### Records provided
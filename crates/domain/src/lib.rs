mod assignment;
mod clock;
mod scheduler;

pub use clock::now;
pub use assignment::{
    Assignment, AssignmentDTO, AssignmentLog, SearchAssignmentQuery, SearchAssignmentQueryResult,
};
pub use scheduler::{
    Scheduler, SchedulerAssignee, SchedulerDTO, SearchSchedulerQuery, SearchSchedulerQueryResult,
};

### What the exercise asks
Reproduce the listing above exactly, in its entirety.

### Answer box
filename crates/domain/src/lib.rs
mod assignment;
mod clock;
mod scheduler;

pub use clock::now;
pub use assignment::{
    Assignment, AssignmentDTO, AssignmentLog, SearchAssignmentQuery, SearchAssignmentQueryResult,
};
pub use scheduler::{
    Scheduler, SchedulerAssignee, SchedulerDTO, SearchSchedulerQuery, SearchSchedulerQueryResult,
};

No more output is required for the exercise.